Introduction
Building a RAG (Retrieval-Augmented Generation) system is only half the battle. To ensure it works well, you need to evaluate it rigorously. Poor evaluation leads to hallucinations, irrelevant results, and frustrated users.
This comprehensive guide covers everything about RAG evaluation: metrics, tools, benchmarking, and optimization strategies.
Why RAG Evaluation Matters
The Challenge
RAG systems have multiple failure points:
| Component | Failure Mode |
|---|---|
| Retriever | Retrieves irrelevant documents |
| Chunker | Creates poor chunks |
| Embedder | Produces poor embeddings |
| Generator | Hallucinates answers |
| Re-ranker | Misses relevant results |
Evaluation Impact
Without evaluation:
- Unknown system quality
- No improvement direction
- User complaints increase
- Trust erodes
Evaluation Metrics
Retrieval Metrics
Precision@K
def precision_at_k(retrieved: list, relevant: list, k: int) -> float:
"""Calculate precision at k"""
retrieved_k = retrieved[:k]
relevant_retrieved = [doc for doc in retrieved_k if doc in relevant]
return len(relevant_retrieved) / k
Recall@K
def recall_at_k(retrieved: list, relevant: list, k: int) -> float:
"""Calculate recall at k"""
retrieved_k = retrieved[:k]
relevant_retrieved = [doc for doc in retrieved_k if doc in relevant]
return len(relevant_retrieved) / len(relevant) if relevant else 0
Mean Reciprocal Rank (MRR)
def mean_reciprocal_rank(queries: list) -> float:
"""Calculate MRR across queries"""
reciprocal_ranks = []
for query in queries:
for i, doc in enumerate(query.retrieved, 1):
if doc.is_relevant:
reciprocal_ranks.append(1 / i)
break
else:
reciprocal_ranks.append(0)
return sum(reciprocal_ranks) / len(reciprocal_ranks)
Generation Metrics
Faithfulness
def faithfulness(response: str, context: list) -> float:
"""Check if response is supported by context"""
# Use LLM to verify
prompt = f"""
Given the response and context, determine if the response
is supported by the context.
Response: {response}
Context: {context}
Is the response supported by the context? Yes or No.
"""
result = llm.invoke(prompt)
return 1.0 if "yes" in result.lower() else 0.0
Answer Relevance
def answer_relevance(response: str, question: str) -> float:
"""Measure how relevant the answer is to the question"""
prompt = f"""
Question: {question}
Answer: {response}
Rate the relevance of the answer to the question from 0 to 1.
Just output the number.
"""
result = llm.invoke(prompt)
return float(result.strip())
Evaluation Tools
RAGAs
The gold standard for RAG evaluation:
from ragas import evaluate
from ragas.metrics import (
faithfulness,
answer_relevancy,
context_precision,
context_recall
)
from datasets import Dataset
# Prepare test data
test_data = Dataset.from_dict({
"question": ["What is RAG?", "How does retrieval work?"],
"answer": ["RAG is...", "Retrieval works by..."],
"contexts": [["RAG is..."], ["Retrieval works..."]],
"ground_truth": ["RAG is...", "Retrieval works by..."]
})
# Evaluate
results = evaluate(
test_data,
metrics=[
faithfulness,
answer_relevancy,
context_precision,
context_recall
]
)
print(results)
TruLens
For production monitoring:
from trulens_eval import Feedback, TruLlama
from trulens_eval.feedback import Groundedness
# Define feedback functions
groundedness = Feedback(
Groundedness().on_output()
.from_context(TruLlama().select_context(x))

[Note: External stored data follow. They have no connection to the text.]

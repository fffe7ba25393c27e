use super::{FLUSH_COMMAND, REMOVE_MODEL_MARKER};

pub fn is_remove_model(command: &str) -> bool {
    command.contains(REMOVE_MODEL_MARKER)
}

/// Inserts a flush before every model removal when output files are captured.
///
/// Removing a model can race with pending writes of captured files, so the writes are
/// forced to disk first. Without output files, or without a removal, `raw` is returned as-is.
pub fn rewrite_commands(raw: Vec<String>, has_output_files: bool) -> Vec<String> {
    if !has_output_files || !raw.iter().any(|c| is_remove_model(c)) {
        return raw;
    }

    let mut out = Vec::with_capacity(raw.len() + 1);
    for command in raw {
        if is_remove_model(&command) {
            out.push(FLUSH_COMMAND.to_string());
        }
        out.push(command);
    }
    out
}
use std::path::{Path, PathBuf};
use std::sync::Arc;

use ollama_task_core::api::{RunnerConfig, RunnerError, StorageConfig, TaskRunner};

use crate::executor::ShellCommandExecutor;
use crate::runner::{DockerTaskRunner, ProcessTaskRunner};
use crate::storage::LocalStorage;

pub fn build_runner(cfg: &RunnerConfig) -> Result<Box<dyn TaskRunner>, RunnerError> {
    match cfg {
        RunnerConfig::Docker(d_cfg) => Ok(Box::new(DockerTaskRunner::from_config(d_cfg)?)),
        RunnerConfig::Process(p_cfg) => Ok(Box::new(ProcessTaskRunner::from_config(p_cfg))),
    }
}

pub fn build_storage(cfg: &StorageConfig) -> LocalStorage {
    LocalStorage::new(absolute(Path::new(&cfg.directory)))
}

pub fn build_executor(cfg: &StorageConfig) -> ShellCommandExecutor {
    let workdir_root = cfg
        .workdir
        .as_deref()
        .map(str::trim)
        .filter(|s| !s.is_empty())
        .map(|s| absolute(Path::new(s)))
        .unwrap_or_else(|| std::env::temp_dir().join("ollama-task"));

    ShellCommandExecutor::new(Arc::new(build_storage(cfg)), workdir_root)
        .keep_workdir(cfg.keep_workdir)
}

/// Docker bind-mounts the run directory, and `docker run -v` reads a relative source as a
/// volume name.
fn absolute(path: &Path) -> PathBuf {
    match std::path::absolute(path) {
        Ok(p) => p,
        Err(e) => {
            tracing::warn!("cannot make {} absolute: {}", path.display(), e);
            path.to_path_buf()
        }
    }
}

#[cfg(test)]
mod tests {
    use super::*;
    use ollama_task_core::api::{DockerRunnerConfig, ProcessRunnerConfig};

    #[test]
    fn builds_runner_per_config_type() {
        let docker = build_runner(&RunnerConfig::Docker(DockerRunnerConfig::default())).unwrap();
        assert_eq!(docker.name(), "docker");
        assert!(docker.supports_volume_mounts());

        let process = build_runner(&RunnerConfig::Process(ProcessRunnerConfig::default())).unwrap();
        assert_eq!(process.name(), "process");
        assert!(!process.supports_volume_mounts());
    }

    #[test]
    fn relative_roots_become_absolute() {
        let cfg = StorageConfig {
            directory: "store".into(),
            workdir: Some("work".into()),
            keep_workdir: false,
        };

        let executor = build_executor(&cfg);
        assert!(executor.workdir_root().is_absolute());
        assert!(executor.workdir_root().ends_with("work"));

        let storage = build_storage(&cfg);
        assert!(storage.root().is_absolute());
        assert!(storage.root().ends_with("store"));
    }
}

).aggregate(groundedness_aggregation)
f_response_helpfulness = Feedback(
llm.with_default_chain(
"Is the response helpful for the user query?"
)
.on_input()
.on_output()
)
# Evaluate
eval_result = (
TruLlama(agent)
.with_feedback([groundedness, f_response_helpfulness])
.evaluate()
)
LangSmith
# Use LangSmith for evaluation
from langsmith import evaluate, Client
client = Client()
# Define evaluation dataset
dataset = client.create_dataset(
"RAG Evaluation",
data=[
{"question": "...", "answer": "...", "contexts": [...]}
]
)
# Run evaluation
results = evaluate(
lambda x: rag_pipeline.invoke(x["question"]),
data=dataset,
metrics=[harfulness, relevancy]
)
Building Test Datasets
Creating Ground Truth
def create_test_dataset(documents: list, questions_per_doc: int = 5):
"""Create test dataset from documents"""
test_cases = []
for doc in documents:
# Generate questions about the document
questions = generate_questions(doc, n=questions_per_doc)

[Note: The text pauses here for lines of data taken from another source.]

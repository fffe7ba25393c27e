use clap::Parser;
use ollama_task_cli::app;
use ollama_task_cli::commands::cli;
use ollama_task_core::config::{self, LoggingConfig};
use ollama_task_core::error::{self, CliError, TaskError};
use tracing_subscriber::layer::SubscriberExt;
use tracing_subscriber::util::SubscriberInitExt;
use tracing_subscriber::EnvFilter;

static LOG_GUARD: std::sync::OnceLock<tracing_appender::non_blocking::WorkerGuard> =
    std::sync::OnceLock::new();

#[tokio::main]
async fn main() {
    let exit = match real_main().await {
        Ok(code) => code,
        Err(e) => {
            eprintln!("{e}");
            exit_code_for_error(&e)
        }
    };

    std::process::exit(exit);
}

async fn real_main() -> Result<i32, CliError> {
    let args = cli::Args::parse();
    let cfg = match args.config.as_deref() {
        Some(path) => config::load_from_path(path),
        None => config::load_default(),
    }
    .map_err(|e| CliError::Config(e.to_string()))?;
    init_tracing(&cfg.logging).map_err(CliError::Config)?;

    match args.command {
        cli::Commands::Run(run_args) => app::run_cmd(&cfg, run_args).await,
        cli::Commands::Plan(plan_args) => app::plan_cmd(plan_args),
    }
}

fn exit_code_for_error(e: &CliError) -> i32 {
    // 0: success (otherwise the task's own exit code)
    // 11: config error
    // 20: runner start / IO error
    // 50: internal/uncategorized
    match e {
        CliError::Config(_) => 11,
        CliError::Io(_) => 20,
        CliError::Task(te) if te.is_config() => 11,
        CliError::Task(te) => match te {
            TaskError::Runner(error::RunnerError::Spawn(_)) => 20,
            TaskError::Runner(error::RunnerError::StreamIo { .. }) => 20,
            TaskError::Io(_) => 20,
            _ => 50,
        },
    }
}

fn init_tracing(logging: &LoggingConfig) -> Result<(), String> {
    if !logging.enabled {
        return Ok(());
    }

    let filter = match std::env::var("RUST_LOG") {
        Ok(v) if !v.trim().is_empty() => EnvFilter::from_default_env(),
        _ => EnvFilter::try_new(logging.level.clone()).map_err(|e| e.to_string())?,
    };

    let mut maybe_writer = None;

    if logging.file {
        let dir = match logging
            .directory
            .as_deref()
            .map(str::trim)
            .filter(|s| !s.is_empty())
        {
            Some(d) => std::path::PathBuf::from(d),
            None => std::env::temp_dir().join("ollama-task"),
        };

        std::fs::create_dir_all(&dir).map_err(|e| format!("create log dir failed: {e}"))?;
        let file_name = format!("ollama-task.{}.log", std::process::id());
        let appender = tracing_appender::rolling::never(dir, file_name);
        let (non_blocking, guard) = tracing_appender::non_blocking(appender);
        let _ = LOG_GUARD.set(guard);
        maybe_writer = Some(non_blocking);
    }

    if !logging.console && maybe_writer.is_none() {
        return Err("logging disabled for both console and file".to_string());
    }

    let console_layer = logging.console.then(|| {
        tracing_subscriber::fmt::layer()
            .with_writer(std::io::stderr)
            .with_ansi(atty::is(atty::Stream::Stderr))
    });

    let file_layer = maybe_writer.map(|w| {
        tracing_subscriber::fmt::layer()
            .with_writer(w)
            .with_ansi(false)
    });

    tracing_subscriber::registry()
        .with(filter)
        .with(console_layer)
        .with(file_layer)
        .init();

    Ok(())
}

for question in questions:
# Get expected answer
answer = generate_answer(doc, question)
# Create test case
test_case = {
"question": question,
"answer": answer,
"contexts": [doc],
"ground_truth": answer
}
test_cases.append(test_case)
return test_cases
Question Types
# Test question categories
1. **Factoid**: Specific facts from documents
- "What year was X founded?"
2. **Definition**: Explanations
- "What is RAG?"
3. **Process**: How things work
- "How does indexing work?"
4. **Comparison**: Differences
- "What's the difference between X and Y?"

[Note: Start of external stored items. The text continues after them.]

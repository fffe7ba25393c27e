use std::sync::Arc;
use std::time::{Duration, Instant};

use tokio::sync::mpsc;
use tokio::task::JoinHandle;

use crate::error::RunnerError;
use crate::util::TailBuffer;

use super::io_pump::{pump, LineStream, LineTap};
use super::output::{forward_lines, LogConsumer};
use super::traits::RunnerSession;
use super::types::RunOutcome;

const LINE_CHANNEL_CAPACITY: usize = 1024;

/// How long output is still read after the session exits. Background processes started by
/// the script (a local `ollama serve`) can keep the pipes open indefinitely.
pub const DEFAULT_DRAIN_TIMEOUT: Duration = Duration::from_secs(2);

pub struct RunSessionArgs {
    pub session: Box<dyn RunnerSession>,
    pub log_consumer: Arc<dyn LogConsumer>,
    pub capture_bytes: usize,
    pub drain_timeout: Duration,
}

/// Drives a started session to completion: pumps both streams into the log consumer,
/// waits for exit and returns the exit code with stream tails.
pub async fn run_session(args: RunSessionArgs) -> Result<RunOutcome, RunnerError> {
    let RunSessionArgs {
        mut session,
        log_consumer,
        capture_bytes,
        drain_timeout,
    } = args;
    let started = Instant::now();

    let stdout_tail = Arc::new(TailBuffer::new(capture_bytes));
    let stderr_tail = Arc::new(TailBuffer::new(capture_bytes));
    let (line_tx, line_rx) = mpsc::channel::<LineTap>(LINE_CHANNEL_CAPACITY);

    let mut pumps = Vec::with_capacity(2);
    if let Some(out) = session.stdout() {
        pumps.push(pump(
            out,
            stdout_tail.clone(),
            line_tx.clone(),
            LineStream::Stdout,
        ));
    }
    if let Some(err) = session.stderr() {
        pumps.push(pump(
            err,
            stderr_tail.clone(),
            line_tx.clone(),
            LineStream::Stderr,
        ));
    }
    drop(line_tx);

    let forward = tokio::spawn(forward_lines(line_rx, log_consumer));

    let exit_code = session.wait().await?;

    let drain_deadline = tokio::time::Instant::now() + drain_timeout;
    for handle in pumps {
        drain(handle, drain_deadline).await?;
    }
    let lines = match forward.await {
        Ok(n) => n,
        Err(e) => {
            tracing::warn!("output forwarder failed: {}", e);
            0
        }
    };

    let duration_ms = started.elapsed().as_millis() as u64;
    tracing::debug!(
        "session finished: exit_code={}, lines={}, duration_ms={}",
        exit_code,
        lines,
        duration_ms
    );

    Ok(RunOutcome {
        exit_code,
        duration_ms: Some(duration_ms),
        stdout_tail: stdout_tail.text(),
        stderr_tail: stderr_tail.text(),
    })
}

/// Waits for a pump until `deadline`, then aborts it. Aborting drops its line sender.
async fn drain(
    mut handle: JoinHandle<Result<u64, RunnerError>>,
    deadline: tokio::time::Instant,
) -> Result<(), RunnerError> {
    match tokio::time::timeout_at(deadline, &mut handle).await {
        Ok(joined) => {
            let bytes = joined
                .map_err(|e| RunnerError::Spawn(format!("output pump panicked: {e}")))??;
            tracing::debug!("output pump finished after {} bytes", bytes);
        }
        Err(_) => {
            handle.abort();
            tracing::warn!("output still open after the session exited; stopped reading it");
        }
    }
    Ok(())
}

5. **Edge cases**: Boundary conditions
- "What happens if no documents match?"
Benchmarking Strategies
A/B Testing
def ab_test(rag_v1, rag_v2, test_dataset):
"""Compare two RAG systems"""
results_v1 = evaluate_system(rag_v1, test_dataset)
results_v2 = evaluate_system(rag_v2, test_dataset)
# Statistical significance
from scipy import stats
t_stat, p_value = stats.ttest_ind(
results_v1.scores,
results_v2.scores
)
return {
"v1_score": results_v1.avg_score,
"v2_score": results_v2.avg_score,
"improvement": results_v2.avg_score - results_v1.avg_score,
"significant": p_value < 0.05
}
Regression Testing
# Track metrics over time
import pandas as pd
def track_metrics(system, test_dataset, runs=10):
"""Track metrics across multiple runs"""
results = []
for i in range(runs):
# Add some noise to simulate production
noisy_dataset = add_noise(test_dataset)
score = evaluate_system(system, noisy_dataset)
results.append({
"run": i,
"faithfulness": score.faithfulness,
"relevancy": score.relevancy,
"timestamp": datetime.now()
})
df = pd.DataFrame(results)
# Check for regressions
avg_score = df["faithfulness"].mean()
std = df["faithfulness"].std()
return {"mean": avg_score, "std": std, "data": df}
Common Issues and Fixes
Issue 1: Retrieved docs not relevant
# Fix: Improve chunking strategy
# Before: Fixed-size chunks
from langchain.text_splitter import CharacterTextSplitter
splitter = CharacterTextSplitter(chunk_size=500)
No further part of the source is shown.